The following Summary is provided to introduce a selection of concepts in a simplified form that are further described below in the Detailed Description. The Summary is not intended to identify key features or essential features of the claimed subject matter, nor is it intended to be used to limit the scope of the claimed subject matter.
According to aspects of the disclosed subject matter, a search engine configured to process social communications such that the social communications can be searched according to a specific time period is presented. The search engine (or related process) accesses a store or feed of social communications and segments the social communications according to time periods. The segments are processed such that a representative set of social communications related to topics of interest of the time period are determined. The representative set of social communications is stored in a content store such that the search engine can retrieve them in response to a search query regarding social communications relating to a topic of interest for a given time period.
According to further aspects of the disclosed subject matter, a computer-implemented method for facilitating access to social communications is presented. A plurality of social communications is access and the social communications are segmented according to predetermined time periods. The social communications of the segments are associated with a plurality of topics of interest concurrent with the predetermined time periods. A representative set of social communications is determined for the plurality of topics of interest and stored in a content store such that a computer user can submit a search query regarding social communications for a particular event and time period, and receive search results including social communications from the content store that correspond to the topic of interest and time period.

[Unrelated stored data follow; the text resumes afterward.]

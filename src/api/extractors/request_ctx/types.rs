/*
 * Responsibility
 * - 1 リクエスト分のコンテキスト (request id / 交渉済み version / 検証済み claims)
 * - context middleware が生成し、認証 middleware が claims 付きのコピーに置き換える
 * - handler はこの型を extractor 経由でのみ受け取る
 */
use std::sync::Arc;

use uuid::Uuid;

use crate::services::auth::token_codec::Claims;
use crate::services::versioning::{ApiVersion, NegotiationResult};

/// Per-request context, stored in request extensions.
///
/// `claims` is `None` until the authentication stage has accepted a bearer token.
#[derive(Debug, Clone)]
pub struct RequestContext {
    request_id: Uuid,
    negotiation: NegotiationResult,
    claims: Option<Arc<Claims>>,
}

impl RequestContext {
    pub fn new(negotiation: NegotiationResult) -> Self {
        Self {
            request_id: Uuid::new_v4(),
            negotiation,
            claims: None,
        }
    }

    pub fn request_id(&self) -> Uuid {
        self.request_id
    }

    pub fn api_version(&self) -> ApiVersion {
        self.negotiation.version
    }

    pub fn claims(&self) -> Option<&Claims> {
        self.claims.as_deref()
    }

    pub fn shared_claims(&self) -> Option<Arc<Claims>> {
        self.claims.clone()
    }

    /// Same request id and version, with verified claims attached.
    pub fn with_claims(&self, claims: Claims) -> Self {
        Self {
            request_id: self.request_id,
            negotiation: self.negotiation,
            claims: Some(Arc::new(claims)),
        }
    }
}

#[cfg(test)]
mod tests {
    use std::collections::BTreeSet;

    use super::*;
    use crate::services::auth::token_codec::TokenType;
    use crate::services::versioning::NegotiationSource;

    fn negotiation() -> NegotiationResult {
        NegotiationResult {
            version: ApiVersion::new(2),
            source: NegotiationSource::Path,
        }
    }

    #[test]
    fn each_context_gets_its_own_request_id() {
        let a = RequestContext::new(negotiation());
        let b = RequestContext::new(negotiation());
        assert_ne!(a.request_id(), b.request_id());
        assert!(a.claims().is_none());
    }

    #[test]
    fn with_claims_keeps_identity_of_the_request() {
        let ctx = RequestContext::new(negotiation());
        let claims = Claims {
            sub: "u1".into(),
            permissions: BTreeSet::from(["user:read".to_string()]),
            token_type: TokenType::Access,
            exp: 2,
            iat: 1,
            jti: Uuid::new_v4(),
        };

        let authed = ctx.with_claims(claims.clone());

        assert_eq!(authed.request_id(), ctx.request_id());
        assert_eq!(authed.api_version(), ApiVersion::new(2));
        assert_eq!(authed.claims(), Some(&claims));
        assert!(ctx.claims().is_none());
    }
}
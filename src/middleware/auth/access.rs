//! access token (HS256 JWT) 検証 → claims 付きの RequestContext に置き換える
//!
//! - `Authorization: Bearer <jwt>` が無い / 形式が違う → 401 (codec には渡さない)
//! - 検証は TokenCodec::verify(.., Access)。refresh token はここで WrongType になる
//! - route_layer で掛けるので、存在しない path には走らない

use axum::{
    Router,
    body::Body,
    extract::State,
    http::{HeaderMap, Request, header},
    middleware::{self, Next},
    response::Response,
};
use tracing::{error, warn};

use crate::api::extractors::RequestContext;
use crate::error::AppError;
use crate::services::auth::TokenType;
use crate::state::AppState;

/// 認証が必要な route 群に access middleware を掛ける。
pub fn apply(router: Router<AppState>, state: AppState) -> Router<AppState> {
    // axum 0.8 の from_fn は State extractor を受け取れないため、`from_fn_with_state` で明示的に state を渡す
    router.route_layer(middleware::from_fn_with_state(state, access_middleware))
}

async fn access_middleware(
    State(state): State<AppState>,
    mut req: Request<Body>,
    next: Next,
) -> Result<Response, AppError> {
    let token = bearer_token(req.headers()).ok_or(AppError::Unauthorized)?;

    let claims = match state.codec().verify(token, TokenType::Access) {
        Ok(claims) => claims,
        Err(err) => {
            warn!(error = %err, "access token verification failed");
            return Err(err.into());
        }
    };

    let ctx = req
        .extensions()
        .get::<RequestContext>()
        .map(|ctx| ctx.with_claims(claims))
        .ok_or_else(|| {
            error!("request context missing; context middleware not applied");
            AppError::Internal
        })?;

    // middleware → extractor への受け渡し
    req.extensions_mut().insert(ctx);

    Ok(next.run(req).await)
}

/// Scheme is matched case-insensitively; an empty token counts as missing.
pub(crate) fn bearer_token(headers: &HeaderMap) -> Option<&str> {
    let value = headers.get(header::AUTHORIZATION)?.to_str().ok()?;
    let (scheme, token) = value.split_once(' ')?;

    if !scheme.eq_ignore_ascii_case("bearer") {
        return None;
    }
    let token = token.trim();
    (!token.is_empty()).then_some(token)
}
/*
 * Responsibility
 * - ユーザー / 資格情報の参照口 (UserStore trait)
 * - 実際の永続化は外部ストアの責務。ここでは trait と in-memory 実装のみ持つ
 * - ストアのエラーは RepoError に変換して返す
 */
use std::collections::{BTreeSet, HashMap};

use async_trait::async_trait;
use chrono::{DateTime, Utc};
use tokio::sync::RwLock;
use uuid::Uuid;

use crate::repos::error::{RepoError, RepoResult};

#[derive(Debug, Clone)]
pub struct UserRecord {
    pub id: Uuid,
    pub email: String,
    pub password_hash: String,
    pub first_name: String,
    pub last_name: String,
    pub is_active: bool,
    pub permissions: BTreeSet<String>,
    pub created_at: DateTime<Utc>,
}

#[derive(Debug, Clone)]
pub struct NewUser {
    pub email: String,
    pub password_hash: String,
    pub first_name: String,
    pub last_name: String,
    pub permissions: BTreeSet<String>,
}

/// External user/credential store.
///
/// Emails are matched case-insensitively.
#[async_trait]
pub trait UserStore: Send + Sync {
    async fn find_by_email(&self, email: &str) -> RepoResult<Option<UserRecord>>;

    async fn find_by_id(&self, id: Uuid) -> RepoResult<Option<UserRecord>>;

    /// `RepoError::Conflict` if the email is taken.
    async fn create(&self, new_user: NewUser) -> RepoResult<UserRecord>;

    /// `Ok(false)` if no such user.
    async fn update_password(&self, id: Uuid, password_hash: String) -> RepoResult<bool>;

    async fn ping(&self) -> RepoResult<()>;
}

/// Process-local stand-in for the external store.
#[derive(Debug, Default)]
pub struct InMemoryUserStore {
    users: RwLock<HashMap<Uuid, UserRecord>>,
}

impl InMemoryUserStore {
    pub fn new() -> Self {
        Self::default()
    }
}

fn normalize_email(email: &str) -> String {
    email.trim().to_ascii_lowercase()
}

#[async_trait]
impl UserStore for InMemoryUserStore {
    async fn find_by_email(&self, email: &str) -> RepoResult<Option<UserRecord>> {
        let email = normalize_email(email);
        let users = self.users.read().await;
        Ok(users.values().find(|u| u.email == email).cloned())
    }

    async fn find_by_id(&self, id: Uuid) -> RepoResult<Option<UserRecord>> {
        Ok(self.users.read().await.get(&id).cloned())
    }

    async fn create(&self, new_user: NewUser) -> RepoResult<UserRecord> {
        let email = normalize_email(&new_user.email);
        let mut users = self.users.write().await;

        if users.values().any(|u| u.email == email) {
            return Err(RepoError::Conflict);
        }

        let row = UserRecord {
            id: Uuid::new_v4(),
            email,
            password_hash: new_user.password_hash,
            first_name: new_user.first_name,
            last_name: new_user.last_name,
            is_active: true,
            permissions: new_user.permissions,
            created_at: Utc::now(),
        };
        users.insert(row.id, row.clone());

        Ok(row)
    }

    async fn update_password(&self, id: Uuid, password_hash: String) -> RepoResult<bool> {
        let mut users = self.users.write().await;
        match users.get_mut(&id) {
            Some(user) => {
                user.password_hash = password_hash;
                Ok(true)
            }
            None => Ok(false),
        }
    }

    async fn ping(&self) -> RepoResult<()> {
        Ok(())
    }
}
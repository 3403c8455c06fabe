/*
 * Responsibility
 * - API version tag (`v<N>`) and the configured, closed set of supported versions
 * - default / latest / deprecated queries over that set
 */
use std::collections::BTreeSet;
use std::fmt;

use serde::{Serialize, Serializer};
use thiserror::Error;

/// `v<N>`; ordered by `N`.
#[derive(Debug, Clone, Copy, PartialEq, Eq, PartialOrd, Ord, Hash)]
pub struct ApiVersion(u32);

impl ApiVersion {
    pub const fn new(ordinal: u32) -> Self {
        Self(ordinal)
    }

    pub fn ordinal(&self) -> u32 {
        self.0
    }

    /// Accepts `v2`, `V2` or `2` (surrounding whitespace ignored).
    /// Leading zeros are not a canonical spelling and do not parse.
    pub fn parse(raw: &str) -> Option<Self> {
        let raw = raw.trim();
        let digits = raw
            .strip_prefix('v')
            .or_else(|| raw.strip_prefix('V'))
            .unwrap_or(raw);
        Self::from_digits(digits)
    }

    pub(crate) fn from_digits(digits: &str) -> Option<Self> {
        if digits.is_empty() || !digits.bytes().all(|b| b.is_ascii_digit()) {
            return None;
        }
        if digits.len() > 1 && digits.starts_with('0') {
            return None;
        }
        digits.parse().ok().map(Self)
    }
}

impl fmt::Display for ApiVersion {
    fn fmt(&self, f: &mut fmt::Formatter<'_>) -> fmt::Result {
        write!(f, "v{}", self.0)
    }
}

impl Serialize for ApiVersion {
    fn serialize<S: Serializer>(&self, serializer: S) -> Result<S::Ok, S::Error> {
        serializer.collect_str(self)
    }
}

#[derive(Debug, Error, PartialEq, Eq)]
pub enum VersionPolicyError {
    #[error("at least one API version must be supported")]
    Empty,
    #[error("default API version {0} is not supported")]
    UnsupportedDefault(ApiVersion),
    #[error("deprecated API version {0} is not supported")]
    UnsupportedDeprecated(ApiVersion),
}

/// The supported versions plus default and deprecation settings.
///
/// Built once from configuration; adding a version is a configuration change.
#[derive(Debug, Clone)]
pub struct VersionPolicy {
    supported: BTreeSet<ApiVersion>,
    default: ApiVersion,
    deprecated: BTreeSet<ApiVersion>,
    sunset: Option<String>,
}

impl VersionPolicy {
    pub fn new(
        supported: impl IntoIterator<Item = ApiVersion>,
        default: ApiVersion,
    ) -> Result<Self, VersionPolicyError> {
        let supported: BTreeSet<ApiVersion> = supported.into_iter().collect();
        if supported.is_empty() {
            return Err(VersionPolicyError::Empty);
        }
        if !supported.contains(&default) {
            return Err(VersionPolicyError::UnsupportedDefault(default));
        }

        Ok(Self {
            supported,
            default,
            deprecated: BTreeSet::new(),
            sunset: None,
        })
    }

    pub fn with_deprecated(
        mut self,
        deprecated: impl IntoIterator<Item = ApiVersion>,
        sunset: Option<String>,
    ) -> Result<Self, VersionPolicyError> {
        let deprecated: BTreeSet<ApiVersion> = deprecated.into_iter().collect();
        if let Some(v) = deprecated.iter().find(|v| !self.supported.contains(v)) {
            return Err(VersionPolicyError::UnsupportedDeprecated(*v));
        }
        self.deprecated = deprecated;
        self.sunset = sunset;
        Ok(self)
    }

    /// Parse `raw` and keep it only if it names a supported version.
    pub fn resolve(&self, raw: &str) -> Option<ApiVersion> {
        ApiVersion::parse(raw).filter(|v| self.supported.contains(v))
    }

    pub(crate) fn resolve_digits(&self, digits: &str) -> Option<ApiVersion> {
        ApiVersion::from_digits(digits).filter(|v| self.supported.contains(v))
    }

    pub fn is_supported(&self, version: ApiVersion) -> bool {
        self.supported.contains(&version)
    }

    pub fn default_version(&self) -> ApiVersion {
        self.default
    }

    pub fn latest(&self) -> ApiVersion {
        // `new` rejects an empty set
        self.supported.last().copied().unwrap_or(self.default)
    }

    pub fn is_deprecated(&self, version: ApiVersion) -> bool {
        self.deprecated.contains(&version)
    }

    pub fn sunset(&self) -> Option<&str> {
        self.sunset.as_deref()
    }

    pub fn info(&self) -> VersionInfo {
        VersionInfo {
            supported_versions: self.supported.iter().copied().collect(),
            default_version: self.default,
            latest_version: self.latest(),
            deprecated_versions: self.deprecated.iter().copied().collect(),
        }
    }
}

#[derive(Debug, Clone, Serialize, PartialEq, Eq)]
pub struct VersionInfo {
    pub supported_versions: Vec<ApiVersion>,
    pub default_version: ApiVersion,
    pub latest_version: ApiVersion,
    pub deprecated_versions: Vec<ApiVersion>,
}

#[cfg(test)]
mod tests {
    use super::*;

    const V1: ApiVersion = ApiVersion::new(1);
    const V2: ApiVersion = ApiVersion::new(2);
    const V3: ApiVersion = ApiVersion::new(3);

    #[test]
    fn parses_common_spellings() {
        assert_eq!(ApiVersion::parse("v2"), Some(V2));
        assert_eq!(ApiVersion::parse(" V2 "), Some(V2));
        assert_eq!(ApiVersion::parse("2"), Some(V2));
        assert_eq!(ApiVersion::parse("v12").map(|v| v.ordinal()), Some(12));
    }

    #[test]
    fn rejects_non_canonical_tags() {
        for raw in ["", "v", "vv2", "v2.0", "v-1", "v02", "two", "v99999999999"] {
            assert_eq!(ApiVersion::parse(raw), None, "{raw:?}");
        }
    }

    #[test]
    fn displays_and_serializes_as_tag() {
        assert_eq!(V2.to_string(), "v2");
        assert_eq!(serde_json::to_value(V2).unwrap(), serde_json::json!("v2"));
    }

    #[test]
    fn policy_requires_supported_default() {
        assert_eq!(
            VersionPolicy::new([], V1).unwrap_err(),
            VersionPolicyError::Empty
        );
        assert_eq!(
            VersionPolicy::new([V1, V2], V3).unwrap_err(),
            VersionPolicyError::UnsupportedDefault(V3)
        );
    }

    #[test]
    fn policy_resolves_only_supported_versions() {
        let policy = VersionPolicy::new([V1, V2], V1).unwrap();

        assert_eq!(policy.resolve("v2"), Some(V2));
        assert_eq!(policy.resolve("v3"), None);
        assert_eq!(policy.resolve("garbage"), None);
        assert_eq!(policy.latest(), V2);
        assert_eq!(policy.default_version(), V1);
    }

    #[test]
    fn deprecation_is_reported_in_info() {
        let policy = VersionPolicy::new([V1, V2, V3], V2)
            .unwrap()
            .with_deprecated([V1], Some("2027-01-01".to_string()))
            .unwrap();

        assert!(policy.is_deprecated(V1));
        assert!(!policy.is_deprecated(V2));
        assert_eq!(policy.sunset(), Some("2027-01-01"));
        assert_eq!(
            policy.info(),
            VersionInfo {
                supported_versions: vec![V1, V2, V3],
                default_version: V2,
                latest_version: V3,
                deprecated_versions: vec![V1],
            }
        );

        let err = VersionPolicy::new([V1], V1)
            .unwrap()
            .with_deprecated([V2], None)
            .unwrap_err();
        assert_eq!(err, VersionPolicyError::UnsupportedDeprecated(V2));
    }
}
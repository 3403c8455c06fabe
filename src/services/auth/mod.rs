pub mod account;
pub mod denylist;
pub mod password;
pub mod permissions;
pub mod token_codec;
pub mod token_service;

pub use account::{AccountService, Registration};
pub use denylist::{CacheDenylist, DenylistError, TokenDenylist};
pub use password::{Argon2PasswordHasher, HashError, PasswordHasher};
pub use permissions::{PermissionHierarchy, PermissionResolver};
pub use token_codec::{AuthError, Claims, ClaimsData, TokenCodec, TokenType};
pub use token_service::{IssuedTokenPair, TokenService};
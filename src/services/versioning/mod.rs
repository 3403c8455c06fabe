mod negotiator;
mod types;

pub use negotiator::{
    API_VERSION_HEADER, NegotiationResult, NegotiationSource, VersionNegotiator,
};
pub use types::{ApiVersion, VersionInfo, VersionPolicy, VersionPolicyError};
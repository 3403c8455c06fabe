/*
 * Responsibility
 * - middleware の公開インターフェース
 * - 適用順 (外側から): context → http → cors → security_headers → routes
 */
pub mod auth;
pub mod context;
pub mod cors;
pub mod http;
pub mod security_headers;
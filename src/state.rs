/*
 * Responsibility
 * - Router に紐づける共有コンテキスト (AppState)
 *   - ex: token service, permission resolver, version negotiator, user store など
 * - Clone 前提で持つ (内部は Arc/Clone cheap)
 */
use std::sync::Arc;

use crate::repos::UserStore;
use crate::services::auth::{
    AccountService, PermissionResolver, TokenCodec, TokenDenylist, TokenService,
};
use crate::services::versioning::VersionNegotiator;

#[derive(Clone)]
pub struct AppState {
    pub tokens: Arc<TokenService>,
    pub accounts: Arc<AccountService>,
    pub permissions: Arc<PermissionResolver>,
    pub versions: Arc<VersionNegotiator>,
    pub users: Arc<dyn UserStore>,
    pub denylist: Arc<dyn TokenDenylist>,
}

impl AppState {
    pub fn new(
        tokens: Arc<TokenService>,
        accounts: Arc<AccountService>,
        permissions: Arc<PermissionResolver>,
        versions: Arc<VersionNegotiator>,
        users: Arc<dyn UserStore>,
        denylist: Arc<dyn TokenDenylist>,
    ) -> Self {
        Self {
            tokens,
            accounts,
            permissions,
            versions,
            users,
            denylist,
        }
    }

    pub fn codec(&self) -> &TokenCodec {
        self.tokens.codec()
    }
}
use std::collections::BTreeSet;

use axum::extract::State;
use serde::Serialize;

use crate::api::dto::ApiResponse;
use crate::api::extractors::Authenticated;
use crate::error::AppError;
use crate::middleware::auth::require_all;
use crate::services::auth::permissions::SYSTEM_READ;
use crate::state::AppState;

#[derive(Debug, Serialize)]
pub struct EffectivePermissions {
    pub sub: String,
    /// As carried in the token.
    pub granted: BTreeSet<String>,
    /// Closed over the permission hierarchy.
    pub effective: BTreeSet<String>,
}

/// GET /admin/permissions/effective (system:read)
pub async fn effective_permissions(
    State(state): State<AppState>,
    auth: Authenticated,
) -> Result<ApiResponse<EffectivePermissions>, AppError> {
    let claims = auth.claims();
    require_all(&state.permissions, claims, &[SYSTEM_READ])?;

    Ok(ApiResponse::ok(
        auth.ctx(),
        "Effective permissions resolved",
        EffectivePermissions {
            sub: claims.sub.clone(),
            granted: claims.permissions.clone(),
            effective: state.permissions.close(&claims.permissions),
        },
    ))
}
/*
 * Responsibility
 * - API の URL 構造のトップ (/health, /api/versions, /api/v1, /api/v2)
 * - version を path に含まない route はここに置く
 * - /api/vN は policy が supported とする version だけ nest する
 */
use axum::{Router, routing::get};

use crate::middleware;
use crate::services::versioning::ApiVersion;
use crate::state::AppState;

pub mod dto;
pub mod extractors;
pub mod handlers;
pub mod v1;
pub mod v2;

use handlers::{health, me, versions};

pub fn routes(state: AppState) -> Router<AppState> {
    let negotiated = middleware::auth::access::apply(
        Router::new().route("/api/auth/me", get(me::me)),
        state.clone(),
    );

    let mut router = Router::new()
        .route("/health", get(health::health))
        .route("/health/live", get(health::live))
        .route("/health/ready", get(health::ready))
        .route("/api/versions", get(versions::versions))
        .merge(negotiated);

    let policy = state.versions.policy();
    if policy.is_supported(ApiVersion::new(1)) {
        router = router.nest("/api/v1", v1::routes(state.clone()));
    }
    if policy.is_supported(ApiVersion::new(2)) {
        router = router.nest("/api/v2", v2::routes(state.clone()));
    }

    router.fallback(versions::not_found)
}
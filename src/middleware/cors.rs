//! CORS policy for browser clients.
//!
//! Policy:
//! - Development: permissive (Allow-Origin: *), WITHOUT credentials.
//! - Production: allowlist origins from Config (comma-separated env var), WITHOUT credentials.
//!
//! Browsers may send `X-API-Version` and read back the negotiated version,
//! the request id and the deprecation headers.

use axum::Router;
use axum::http::{HeaderValue, Method, header};
use tower_http::cors::{AllowOrigin, Any, CorsLayer};

use crate::config::Config;
use crate::middleware::context::{
    DEPRECATED_VERSION_HEADER, DEPRECATION_HEADER, REQUEST_ID_HEADER, SUNSET_HEADER,
};
use crate::services::versioning::API_VERSION_HEADER;

/// Apply CORS policy to the given Router.
///
/// Do not combine wildcard origin (`Any`) with `allow_credentials(true)`.
pub fn apply(router: Router, config: &Config) -> Router {
    let cors = if config.app_env.is_production() {
        // An empty allowlist allows no origin at all.
        let allowed: Vec<HeaderValue> = config
            .cors_allowed_origins
            .iter()
            .filter_map(|s| HeaderValue::from_str(s).ok())
            .collect();

        let allow_origin = AllowOrigin::predicate(move |origin: &HeaderValue, _req| {
            allowed.iter().any(|v| v == origin)
        });

        CorsLayer::new().allow_origin(allow_origin)
    } else {
        CorsLayer::new().allow_origin(Any)
    }
    .allow_methods([Method::GET, Method::POST, Method::OPTIONS])
    .allow_headers([
        header::AUTHORIZATION,
        header::CONTENT_TYPE,
        header::ACCEPT,
        API_VERSION_HEADER,
    ])
    .expose_headers([
        API_VERSION_HEADER,
        REQUEST_ID_HEADER,
        DEPRECATION_HEADER,
        DEPRECATED_VERSION_HEADER,
        SUNSET_HEADER,
    ])
    .max_age(std::time::Duration::from_secs(60 * 10));

    router.layer(cors)
}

The foregoing aspects and many of the attendant advantages of the disclosed subject matter will become more readily appreciated as they are better understood by reference to the following description when taken in conjunction with the following drawings, wherein:
For purposed of clarity, the use of the term “exemplary” in this document should be interpreted as serving as an illustration or example of something, and it should not be interpreted as an ideal and/or leading illustration of that thing. A “social communication” refers to a communication from a person or entity intended for the viewing/consumption of others. The social communication may be directed to a specific person or persons, directed to a group of subscribers, or simply made available for viewing by one or more persons. For example, a person's “tweet” (or “retweet”) on the Twitter system may be viewed as a social communication. Similarly, person's “post” on the Facebook system may also be viewed as a social communication. Other social networking sites will have analogous social communications which can be advantageously archived, indexed and made searchable by a search engine according to aspects of the disclosed subject matter. The term “topic of interest,” as used throughout this document should be interpreted as the topic of one or more social communications. A topic of interest may be (by way of illustration and not limitation) an event, an organization, a person, a group of people, an object, a concept, and the like. Additionally, for readability purposes, the term “topic” should be viewed as synonymous with “topic of interest” (as well as corresponding plural forms) and “topic” will be primarily used through this document.
Turning to
Those skilled in the art will appreciate that, generally speaking, a search engine 110 corresponds to an online service hosted on one or more computers, or computing systems, located and/or distributed throughout the network 108. The search engine 110 receives and responds to search queries submitted over the network 108 from various computer users, such as the computer users 122-126 that are illustrated as being connected to user computers 102-106. In particular, responsive to receiving a search query from a computer user, the search engine 110 obtains search results information related and/or relevant to the received search query (as defined by the terms of search query.) The search results information includes search results, i.e., references (typically in the form of hyperlinks) to relevant and/or related content available from various network locations, including content-hosting sites such as sites 112-116, all located throughout the network 108. These content-hosting sites 112-116 may include various social networking sites that maintain data stores of social communications, such as social networking sites 114 and 116.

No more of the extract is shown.